When contemplating coming out, remember that you never have to come out to anyone, and coming out isn't an all-or-nothing deal. Many people who consider themselves pretty open about their sexual orientation can probably name people in their lives who don't know their orientation, and it's very common for people to come out to those close to them like partners, friends, or family members before taking that conversation to others. Coming out to your best friend doesn't mean you also have to come out to your second cousin, your boss, or friendly acquaintances you see twice a year. You can, of course, but it's not mandatory. There's really no "should" when it comes to coming out, but if you feel like you want to, and that you can do so safely, then I think it's a good idea.

You sound like you're pretty clear on why you want to come out, from what you've written here, but it won't hurt to take some time to think on things to see if there's anything else you're looking for. Bisexual and pansexual people in monogamous, heterosexual-appearing relationships often feel like their sexual orientation is invisible to those around them unless they make the effort to be explicitly open about it, so you might want to feel more visible as a pansexual person. The reasons you have for wanting to come out in general might help guide you towards specific people it might be good to start with.

If you're feeling stuck on how to come out to someone, an approach I've found helpful is to let someone know what new piece of your identity you're sharing with them, what that means to you, and why you wanted to tell them about it. Adding some context can help the other person know how you'd like them to respond and how they can best support you. For example, when coming out to a friend you could say something like: "I've realized that I'm pansexual, which to me means I feel attraction to people of all genders. I wanted to let you know because I want to be able to be my most authentic self when I'm around the people I care about the most."

When coming out to your partner, you can probably head off some potential stress by mentioning what you've said here: that you don't want to end the relationship but want to be able to celebrate the whole of your sexuality. Your partner may still have questions after that, but starting the conversation with your perspective and intent in coming out is likely to make things go more smoothly.

I can't predict whether coming out to your partner might add stress to your relationship or not, but I do know this: being open and honest about your feelings and desires is generally a recipe for a stronger, healthier relationship, not a weaker one. Some people do respond negatively when a partner comes out, or take a little while to adjust to the new information, andI can't guarantee you won't have any conflict over this. But there is nothing wrong with being pansexual or with letting someone in a relationship know that's what you are. If your partner gets genuinely angry or upset with you for either being pansexual or wanting to be open about it, that's a problem for sure, but it's a problem caused by their reaction, not your disclosure. You can't hurt your relationship by sharing your feelings, but your partner could hurt things by responding poorly.

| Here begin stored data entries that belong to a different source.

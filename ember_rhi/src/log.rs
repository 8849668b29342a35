//! Internal logging system for the Ember RHI
//!
//! - Customizable sink via the [`Logger`] trait
//! - Severity levels (Trace, Debug, Info, Warn, Error)
//! - Colored console output by default
//! - File and line information on ERROR entries
//!
//! Backends log through the exported `engine_*` macros, which route to
//! [`Engine::log`](crate::engine::Engine::log).

use colored::*;
use std::time::SystemTime;
use chrono::{DateTime, Local};

/// Logger trait for custom logging implementations
///
/// # Example
///
/// ```no_run
/// use ember_rhi::ember::log::{Logger, LogEntry};
///
/// struct FileLogger;
///
/// impl Logger for FileLogger {
///     fn log(&self, entry: &LogEntry) {
///         // Write to file...
///     }
/// }
/// ```
pub trait Logger: Send + Sync {
    /// Log an entry
    fn log(&self, entry: &LogEntry);
}

/// Log entry containing all information about a log message
#[derive(Debug, Clone)]
pub struct LogEntry {
    /// Severity level
    pub severity: LogSeverity,

    /// Timestamp when the log was created
    pub timestamp: SystemTime,

    /// Source subsystem (e.g., "ember::Engine", "ember::vulkan::MemoryManager")
    pub source: String,

    /// Log message
    pub message: String,

    /// Source file (only for detailed ERROR logs)
    pub file: Option<&'static str>,

    /// Source line (only for detailed ERROR logs)
    pub line: Option<u32>,
}

/// Log severity levels
#[derive(Debug, Clone, Copy, PartialEq, Eq, PartialOrd, Ord)]
pub enum LogSeverity {
    /// Very verbose debug information
    Trace,

    /// Development/debugging information
    Debug,

    /// Important informational messages
    Info,

    /// Potential issues
    Warn,

    /// Errors (carry file:line)
    Error,
}

impl LogSeverity {
    /// Fixed-width label used in console output
    pub fn label(&self) -> &'static str {
        match self {
            LogSeverity::Trace => "TRACE",
            LogSeverity::Debug => "DEBUG",
            LogSeverity::Info => "INFO ",
            LogSeverity::Warn => "WARN ",
            LogSeverity::Error => "ERROR",
        }
    }
}

/// Format an entry as a plain (uncolored) line
///
/// `[timestamp] [SEVERITY] [source] message (file:line)`
pub fn format_entry(entry: &LogEntry) -> String {
    let datetime: DateTime<Local> = entry.timestamp.into();
    let timestamp = datetime.format("%Y-%m-%d %H:%M:%S%.3f");

    match (entry.file, entry.line) {
        (Some(file), Some(line)) => format!(
            "[{}] [{}] [{}] {} ({}:{})",
            timestamp, entry.severity.label(), entry.source, entry.message, file, line
        ),
        _ => format!(
            "[{}] [{}] [{}] {}",
            timestamp, entry.severity.label(), entry.source, entry.message
        ),
    }
}

/// Default logger: colored console output
///
/// Entries below `min_severity` are dropped.
pub struct DefaultLogger {
    /// Lowest severity that gets printed
    pub min_severity: LogSeverity,
}

impl Default for DefaultLogger {
    fn default() -> Self {
        Self {
            min_severity: if cfg!(debug_assertions) { LogSeverity::Debug } else { LogSeverity::Info },
        }
    }
}

impl DefaultLogger {
    /// Returns true if the entry passes the severity filter
    pub fn accepts(&self, severity: LogSeverity) -> bool {
        severity >= self.min_severity
    }
}

impl Logger for DefaultLogger {
    fn log(&self, entry: &LogEntry) {
        if !self.accepts(entry.severity) {
            return;
        }

        let datetime: DateTime<Local> = entry.timestamp.into();
        let timestamp = datetime.format("%Y-%m-%d %H:%M:%S%.3f").to_string();

        let severity_str = match entry.severity {
            LogSeverity::Trace => entry.severity.label().bright_black(),
            LogSeverity::Debug => entry.severity.label().cyan(),
            LogSeverity::Info => entry.severity.label().green(),
            LogSeverity::Warn => entry.severity.label().yellow(),
            LogSeverity::Error => entry.severity.label().red().bold(),
        };
        let source = entry.source.bright_blue();

        if let (Some(file), Some(line)) = (entry.file, entry.line) {
            eprintln!("[{}] [{}] [{}] {} ({}:{})", timestamp, severity_str, source, entry.message, file, line);
        } else {
            println!("[{}] [{}] [{}] {}", timestamp, severity_str, source, entry.message);
        }
    }
}

// ===== LOGGING MACROS =====

/// Log a TRACE message
#[macro_export]
macro_rules! engine_trace {
    ($source:expr, $($arg:tt)*) => {
        $crate::ember::Engine::log(
            $crate::ember::log::LogSeverity::Trace,
            $source,
            format!($($arg)*)
        )
    };
}

/// Log a DEBUG message
#[macro_export]
macro_rules! engine_debug {
    ($source:expr, $($arg:tt)*) => {
        $crate::ember::Engine::log(
            $crate::ember::log::LogSeverity::Debug,
            $source,
            format!($($arg)*)
        )
    };
}

/// Log an INFO message
///
/// ```no_run
/// # use ember_rhi::engine_info;
/// engine_info!("ember::vulkan", "Device created on {}", "GPU0");
/// ```
#[macro_export]
macro_rules! engine_info {
    ($source:expr, $($arg:tt)*) => {
        $crate::ember::Engine::log(
            $crate::ember::log::LogSeverity::Info,
            $source,
            format!($($arg)*)
        )
    };
}

/// Log a WARN message
#[macro_export]
macro_rules! engine_warn {
    ($source:expr, $($arg:tt)*) => {
        $crate::ember::Engine::log(
            $crate::ember::log::LogSeverity::Warn,
            $source,
            format!($($arg)*)
        )
    };
}

/// Log an ERROR message with file:line information
#[macro_export]
macro_rules! engine_error {
    ($source:expr, $($arg:tt)*) => {
        $crate::ember::Engine::log_detailed(
            $crate::ember::log::LogSeverity::Error,
            $source,
            format!($($arg)*),
            file!(),
            line!()
        )
    };
}

/// Log an ERROR message and evaluate to `Error::BackendError` with the same text
///
/// ```no_run
/// # use ember_rhi::engine_err;
/// # fn f() -> ember_rhi::ember::Result<()> {
/// let value: Option<u32> = None;
/// let v = value.ok_or_else(|| engine_err!("ember::vulkan", "missing value"))?;
/// # Ok(()) }
/// ```
#[macro_export]
macro_rules! engine_err {
    ($source:expr, $($arg:tt)*) => {{
        let message = format!($($arg)*);
        $crate::ember::Engine::log_detailed(
            $crate::ember::log::LogSeverity::Error,
            $source,
            message.clone(),
            file!(),
            line!()
        );
        $crate::ember::Error::BackendError(message)
    }};
}

/// Log an ERROR message and return `Err(Error::BackendError)` from the enclosing function
#[macro_export]
macro_rules! engine_bail {
    ($source:expr, $($arg:tt)*) => {
        return Err($crate::engine_err!($source, $($arg)*))
    };
}

/// Log a WARN message and evaluate to `Error::BackendError` with the same text
#[macro_export]
macro_rules! engine_warn_err {
    ($source:expr, $($arg:tt)*) => {{
        let message = format!($($arg)*);
        $crate::ember::Engine::log(
            $crate::ember::log::LogSeverity::Warn,
            $source,
            message.clone()
        );
        $crate::ember::Error::BackendError(message)
    }};
}

/// Log a WARN message and return `Err(Error::BackendError)` from the enclosing function
#[macro_export]
macro_rules! engine_bail_warn {
    ($source:expr, $($arg:tt)*) => {
        return Err($crate::engine_warn_err!($source, $($arg)*))
    };
}

#[cfg(test)]
#[path = "log_tests.rs"]
mod tests;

Sadly, there are some myths about bi/pansexual people that still persist: that they're more likely to cheat on or leave a partner, that they can't be happy in monogamous relationships, or that explicitly coming out means they must be unhappy with their current partner or relationship. If you find that your partner (or anyone else you come out to) holds some of these beliefs, you may have to do some educating or remind them that you are a person, not an embodiment of a stereotype, and that they shouldn't make assumptions about you based on those myths. This advice column I wrote to someone coming out as bisexual may be helpful to you as you navigate this process.

Ultimately, I think that if you feel comfortable telling people about your sexual orientation and it's something you want to do, then that step will likely be a positive one in the long run. I can't guarantee it will be smooth sailing all the way, but I do think most close relationships, whether they're friendships, romantic partnerships, or other connections, can only benefit from increased intimacy and openness about our inner lives and feelings. I wish you the best of luck, and congrats again on coming to this understanding about yourself.